Hydrogen Pathways Program
Ni, Meng-Cheng, Nils Johnson, Joan M. Ogden, Christopher Yang, Joshua Johnson (2005) Estimating Hydrogen Demand Distribution Using Geographic Information Systems (GIS). Institute of Transportation Studies, University of California, Davis, Presentation Series UCD-ITS-RP-05-10
Understanding the evolution of a hydrogen fuel delivery infrastructure depends on the spatial characteristics of the hydrogen demand. We have developed a GIS-based method to model the magnitude and spatial distribution of hydrogen demand based on exogenously-derived market penetration rates and population data. This approach is applied to a study of the state of Ohio, but can be applied to any region of interest.

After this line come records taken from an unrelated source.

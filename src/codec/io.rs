use super::payload::Payload;
use super::primitives::Primitive;
use crate::error::{EipError, Result};
use std::io::{ErrorKind, Read, Write};

/// Byte cursor that deserializers pull from.
///
/// `'a` is the lifetime of the bytes behind the cursor. Buffer-backed readers
/// hand out borrowed views from [`Reader::read_buffer`]; stream-backed readers
/// have nothing to borrow from and return owned copies instead.
pub trait Reader<'a> {
    /// Bytes consumed so far.
    fn position(&self) -> usize;

    /// Bytes left before the end of the region, when the cursor knows it.
    fn remaining(&self) -> Option<usize>;

    /// Fill `out` completely or fail without a partial read being visible.
    fn read_bytes(&mut self, out: &mut [u8]) -> Result<()>;

    /// Take the next `n` bytes as a payload, zero-copy where possible.
    fn read_buffer(&mut self, n: usize) -> Result<Payload<'a>>;

    fn skip(&mut self, n: usize) -> Result<()>;
}

/// Byte cursor that serializers push into.
pub trait Writer {
    fn position(&self) -> usize;

    /// Free capacity, or `None` for growable sinks.
    fn remaining(&self) -> Option<usize>;

    fn write_bytes(&mut self, data: &[u8]) -> Result<()>;
}

/// Typed little-endian reads on any [`Reader`], including `dyn Reader`.
pub trait ReadExt<'a>: Reader<'a> {
    fn read<T: Primitive>(&mut self) -> Result<T> {
        let mut buf = [0u8; 8];
        let slot = &mut buf[..T::SIZE];
        self.read_bytes(slot)?;
        Ok(T::decode(slot))
    }
}

impl<'a, R: Reader<'a> + ?Sized> ReadExt<'a> for R {}

/// Typed little-endian writes on any [`Writer`], including `dyn Writer`.
pub trait WriteExt: Writer {
    fn write<T: Primitive>(&mut self, value: T) -> Result<()> {
        let mut buf = [0u8; 8];
        let slot = &mut buf[..T::SIZE];
        value.encode(slot);
        self.write_bytes(slot)
    }

    /// Emit `n` zero bytes for reserved or padding fields.
    fn write_zeros(&mut self, n: usize) -> Result<()> {
        for _ in 0..n {
            self.write_bytes(&[0])?;
        }
        Ok(())
    }
}

impl<W: Writer + ?Sized> WriteExt for W {}

/// Reader over a borrowed byte slice.
#[derive(Debug, Clone)]
pub struct BufferReader<'a> {
    buf: &'a [u8],
    pos: usize,
}

impl<'a> BufferReader<'a> {
    pub fn new(buf: &'a [u8]) -> Self {
        BufferReader { buf, pos: 0 }
    }

    fn take(&mut self, n: usize) -> Result<&'a [u8]> {
        let remaining = self.buf.len() - self.pos;
        if n > remaining {
            return Err(EipError::Overrun { needed: n, remaining });
        }
        let slice = &self.buf[self.pos..self.pos + n];
        self.pos += n;
        Ok(slice)
    }

    /// Everything not yet consumed.
    pub fn rest(&self) -> &'a [u8] {
        &self.buf[self.pos..]
    }
}

impl<'a> Reader<'a> for BufferReader<'a> {
    fn position(&self) -> usize {
        self.pos
    }

    fn remaining(&self) -> Option<usize> {
        Some(self.buf.len() - self.pos)
    }

    fn read_bytes(&mut self, out: &mut [u8]) -> Result<()> {
        let src = self.take(out.len())?;
        out.copy_from_slice(src);
        Ok(())
    }

    fn read_buffer(&mut self, n: usize) -> Result<Payload<'a>> {
        self.take(n).map(Payload::Borrowed)
    }

    fn skip(&mut self, n: usize) -> Result<()> {
        self.take(n).map(|_| ())
    }
}

/// Writer over a fixed-capacity mutable slice.
#[derive(Debug)]
pub struct BufferWriter<'b> {
    buf: &'b mut [u8],
    pos: usize,
}

impl<'b> BufferWriter<'b> {
    pub fn new(buf: &'b mut [u8]) -> Self {
        BufferWriter { buf, pos: 0 }
    }

    /// The bytes written so far.
    pub fn written(&self) -> &[u8] {
        &self.buf[..self.pos]
    }
}

impl Writer for BufferWriter<'_> {
    fn position(&self) -> usize {
        self.pos
    }

    fn remaining(&self) -> Option<usize> {
        Some(self.buf.len() - self.pos)
    }

    fn write_bytes(&mut self, data: &[u8]) -> Result<()> {
        let remaining = self.buf.len() - self.pos;
        if data.len() > remaining {
            return Err(EipError::Overrun { needed: data.len(), remaining });
        }
        self.buf[self.pos..self.pos + data.len()].copy_from_slice(data);
        self.pos += data.len();
        Ok(())
    }
}

impl Writer for Vec<u8> {
    fn position(&self) -> usize {
        self.len()
    }

    fn remaining(&self) -> Option<usize> {
        None
    }

    fn write_bytes(&mut self, data: &[u8]) -> Result<()> {
        self.extend_from_slice(data);
        Ok(())
    }
}

/// Reader over any `std::io::Read`. A stream that ends early is a framing
/// error, not an I/O error.
pub struct StreamReader<R> {
    inner: R,
    pos: usize,
}

impl<R: Read> StreamReader<R> {
    pub fn new(inner: R) -> Self {
        StreamReader { inner, pos: 0 }
    }

    pub fn into_inner(self) -> R {
        self.inner
    }
}

impl<'a, R: Read> Reader<'a> for StreamReader<R> {
    fn position(&self) -> usize {
        self.pos
    }

    fn remaining(&self) -> Option<usize> {
        None
    }

    fn read_bytes(&mut self, out: &mut [u8]) -> Result<()> {
        match self.inner.read_exact(out) {
            Ok(()) => {
                self.pos += out.len();
                Ok(())
            }
            Err(e) if e.kind() == ErrorKind::UnexpectedEof => Err(EipError::length(format!(
                "stream ended before {} bytes could be read at offset {}",
                out.len(),
                self.pos
            ))),
            Err(e) => Err(e.into()),
        }
    }

    fn read_buffer(&mut self, n: usize) -> Result<Payload<'a>> {
        let mut data = vec![0u8; n];
        self.read_bytes(&mut data)?;
        Ok(Payload::Owned(data))
    }

    fn skip(&mut self, n: usize) -> Result<()> {
        let mut scratch = [0u8; 64];
        let mut left = n;
        while left > 0 {
            let chunk = left.min(scratch.len());
            self.read_bytes(&mut scratch[..chunk])?;
            left -= chunk;
        }
        Ok(())
    }
}

/// Writer over any `std::io::Write`.
pub struct StreamWriter<W> {
    inner: W,
    pos: usize,
}

impl<W: Write> StreamWriter<W> {
    pub fn new(inner: W) -> Self {
        StreamWriter { inner, pos: 0 }
    }

    pub fn into_inner(self) -> W {
        self.inner
    }
}

impl<W: Write> Writer for StreamWriter<W> {
    fn position(&self) -> usize {
        self.pos
    }

    fn remaining(&self) -> Option<usize> {
        None
    }

    fn write_bytes(&mut self, data: &[u8]) -> Result<()> {
        self.inner.write_all(data)?;
        self.pos += data.len();
        Ok(())
    }
}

Our methodology is based upon population density, which is mapped at the census-block level and used to calculate hydrogen demand density based on per-capita vehicle ownership, projections for daily hydrogen use per vehicle, and market penetration levels or profiles. Various methods (including buffers and thresholds) are used to identify and aggregate high demand density areas into demand clusters, since only those areas with sufficient hydrogen demand are assumed to be viable locations for refueling stations. The resulting demand clusters (or demand centers) represent the potential areas in which investment in hydrogen infrastructure may be warranted and can be fed into a supply infrastructure model.

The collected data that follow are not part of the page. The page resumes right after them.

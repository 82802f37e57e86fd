use thiserror::Error;

/// Errors raised by the codec, the session driver and the transports.
///
/// The variants fall into the classes the protocol layer distinguishes:
/// framing (`Overrun`, `Length`), protocol validation (`Protocol`,
/// `CipStatus`, `NoSuchConnection`), unsupported operations (`Unsupported`)
/// and everything coming from the outside world (`Io`, `Config`, `Json`).
#[derive(Debug, Error)]
pub enum EipError {
    #[error("buffer overrun: needed {needed} bytes but only {remaining} remain")]
    Overrun { needed: usize, remaining: usize },

    #[error("length mismatch: {0}")]
    Length(String),

    #[error("protocol error: {0}")]
    Protocol(String),

    #[error("CIP service 0x{service:02X} failed with general status 0x{status:02X}")]
    CipStatus {
        service: u8,
        status: u8,
        additional_status: Vec<u8>,
    },

    #[error("no open connection at index {0}")]
    NoSuchConnection(usize),

    #[error("{0} is not supported")]
    Unsupported(&'static str),

    #[error("invalid configuration: {0}")]
    Config(String),

    #[error(transparent)]
    Json(#[from] serde_json::Error),

    #[error(transparent)]
    Io(#[from] std::io::Error),
}

impl EipError {
    pub(crate) fn protocol(msg: impl Into<String>) -> Self {
        EipError::Protocol(msg.into())
    }

    pub(crate) fn length(msg: impl Into<String>) -> Self {
        EipError::Length(msg.into())
    }

    /// A read or write ran past the frame, or a declared length disagreed
    /// with the bytes actually present.
    pub fn is_framing(&self) -> bool {
        matches!(self, EipError::Overrun { .. } | EipError::Length(_))
    }

    /// The peer answered, but the answer failed validation.
    pub fn is_protocol(&self) -> bool {
        matches!(
            self,
            EipError::Protocol(_) | EipError::CipStatus { .. } | EipError::NoSuchConnection(_)
        )
    }

    pub fn is_unsupported(&self) -> bool {
        matches!(self, EipError::Unsupported(_))
    }
}

pub type Result<T> = std::result::Result<T, EipError>;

Sensitivity analyses were conducted to test the impact on hydrogen demand of different market penetration levels, thresholds, and buffer sizes. (i.e. different scenarios) The results allow one to examine the tradeoff between meeting hydrogen demand and the associated projected infrastructure costs. Although this demand model contains many simplifying assumptions, it provides a means for identifying potentially viable locations for hydrogen infrastructure investment at various scenarios.